##### Listed entries

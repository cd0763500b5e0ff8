//! Jalali (Solar Hijri) calendar support.
//!
//! Dates are stored as Gregorian `NaiveDate`s; this module is only used
//! where month boundaries or display labels must follow the Jalali
//! calendar. The conversion uses the 2820-year break table, valid for
//! Jalali years -61 ..= 3177.

use chrono::{Datelike, Duration, NaiveDate};
use std::fmt;

const BREAKS: [i32; 20] = [
    -61, 9, 38, 199, 426, 686, 756, 818, 1111, 1181, 1210, 1635, 2060, 2097, 2192, 2262, 2324,
    2394, 2456, 3178,
];

/// Result of the break-table walk for one Jalali year.
struct YearInfo {
    /// 0 when the year is leap, otherwise years since the last leap year.
    leap: i32,
    /// Gregorian year in which the Jalali year starts.
    gy: i32,
    /// Day of March on which Farvardin 1 falls.
    march: u32,
}

fn year_info(jy: i32) -> Option<YearInfo> {
    let last = BREAKS[BREAKS.len() - 1];
    if jy < BREAKS[0] || jy >= last {
        return None;
    }

    let gy = jy + 621;
    let mut leap_j = -14;
    let mut jp = BREAKS[0];
    let mut jump = 0;

    for &jm in &BREAKS[1..] {
        jump = jm - jp;
        if jy < jm {
            break;
        }
        leap_j += jump / 33 * 8 + (jump % 33) / 4;
        jp = jm;
    }

    let mut n = jy - jp;
    leap_j += n / 33 * 8 + (n % 33 + 3) / 4;
    if jump % 33 == 4 && jump - n == 4 {
        leap_j += 1;
    }

    let leap_g = gy / 4 - (gy / 100 + 1) * 3 / 4 - 150;
    let march = 20 + leap_j - leap_g;

    if jump - n < 6 {
        n = n - jump + (jump + 4) / 33 * 33;
    }
    let mut leap = ((n + 1) % 33 - 1) % 4;
    if leap == -1 {
        leap = 4;
    }

    Some(YearInfo {
        leap,
        gy,
        march: u32::try_from(march).ok()?,
    })
}

#[derive(Debug, Clone, Copy, PartialEq, Eq, PartialOrd, Ord, Hash)]
pub struct JalaliDate {
    pub year: i32,
    pub month: u32,
    pub day: u32,
}

impl JalaliDate {
    pub fn new(year: i32, month: u32, day: u32) -> Option<Self> {
        if !(1..=12).contains(&month) || day == 0 || day > days_in_month(year, month)? {
            return None;
        }
        Some(Self { year, month, day })
    }

    pub fn from_gregorian(date: NaiveDate) -> Option<Self> {
        let mut jy = date.year() - 621;
        let info = year_info(jy)?;
        let farvardin_1 = NaiveDate::from_ymd_opt(info.gy, 3, info.march)?;

        let mut k = (date - farvardin_1).num_days() as i32;
        if k >= 0 {
            if k <= 185 {
                return Some(Self {
                    year: jy,
                    month: 1 + (k / 31) as u32,
                    day: (k % 31) as u32 + 1,
                });
            }
            k -= 186;
        } else {
            jy -= 1;
            k += 179;
            if info.leap == 1 {
                k += 1;
            }
        }

        Some(Self {
            year: jy,
            month: 7 + (k / 30) as u32,
            day: (k % 30) as u32 + 1,
        })
    }

    pub fn to_gregorian(self) -> Option<NaiveDate> {
        let info = year_info(self.year)?;
        let farvardin_1 = NaiveDate::from_ymd_opt(info.gy, 3, info.march)?;
        let m = self.month as i64;
        let offset = (m - 1) * 31 - (m / 7) * (m - 7) + self.day as i64 - 1;
        farvardin_1.checked_add_signed(Duration::days(offset))
    }

    pub fn first_of_month(self) -> Self {
        Self { day: 1, ..self }
    }

    pub fn last_of_month(self) -> Option<Self> {
        Some(Self {
            day: days_in_month(self.year, self.month)?,
            ..self
        })
    }

    /// First day of the following month.
    pub fn next_month_start(self) -> Self {
        if self.month == 12 {
            Self {
                year: self.year + 1,
                month: 1,
                day: 1,
            }
        } else {
            Self {
                year: self.year,
                month: self.month + 1,
                day: 1,
            }
        }
    }

    /// Last day of the preceding month.
    pub fn previous_month_end(self) -> Option<Self> {
        let (year, month) = if self.month == 1 {
            (self.year - 1, 12)
        } else {
            (self.year, self.month - 1)
        };
        Some(Self {
            year,
            month,
            day: days_in_month(year, month)?,
        })
    }
}

impl fmt::Display for JalaliDate {
    fn fmt(&self, f: &mut fmt::Formatter<'_>) -> fmt::Result {
        write!(f, "{:04}/{:02}/{:02}", self.year, self.month, self.day)
    }
}

pub fn is_leap_year(year: i32) -> Option<bool> {
    year_info(year).map(|info| info.leap == 0)
}

pub fn days_in_month(year: i32, month: u32) -> Option<u32> {
    match month {
        1..=6 => Some(31),
        7..=11 => Some(30),
        12 => Some(if is_leap_year(year)? { 30 } else { 29 }),
        _ => None,
    }
}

##########

What to produce. The answer must be every line of the records that holds the string "jump".

Exercise response.
    let mut jump = 0;
        jump = jm - jp;
        leap_j += jump / 33 * 8 + (jump % 33) / 4;
    if jump % 33 == 4 && jump - n == 4 {
    if jump - n < 6 {
        n = n - jump + (jump + 4) / 33 * 33;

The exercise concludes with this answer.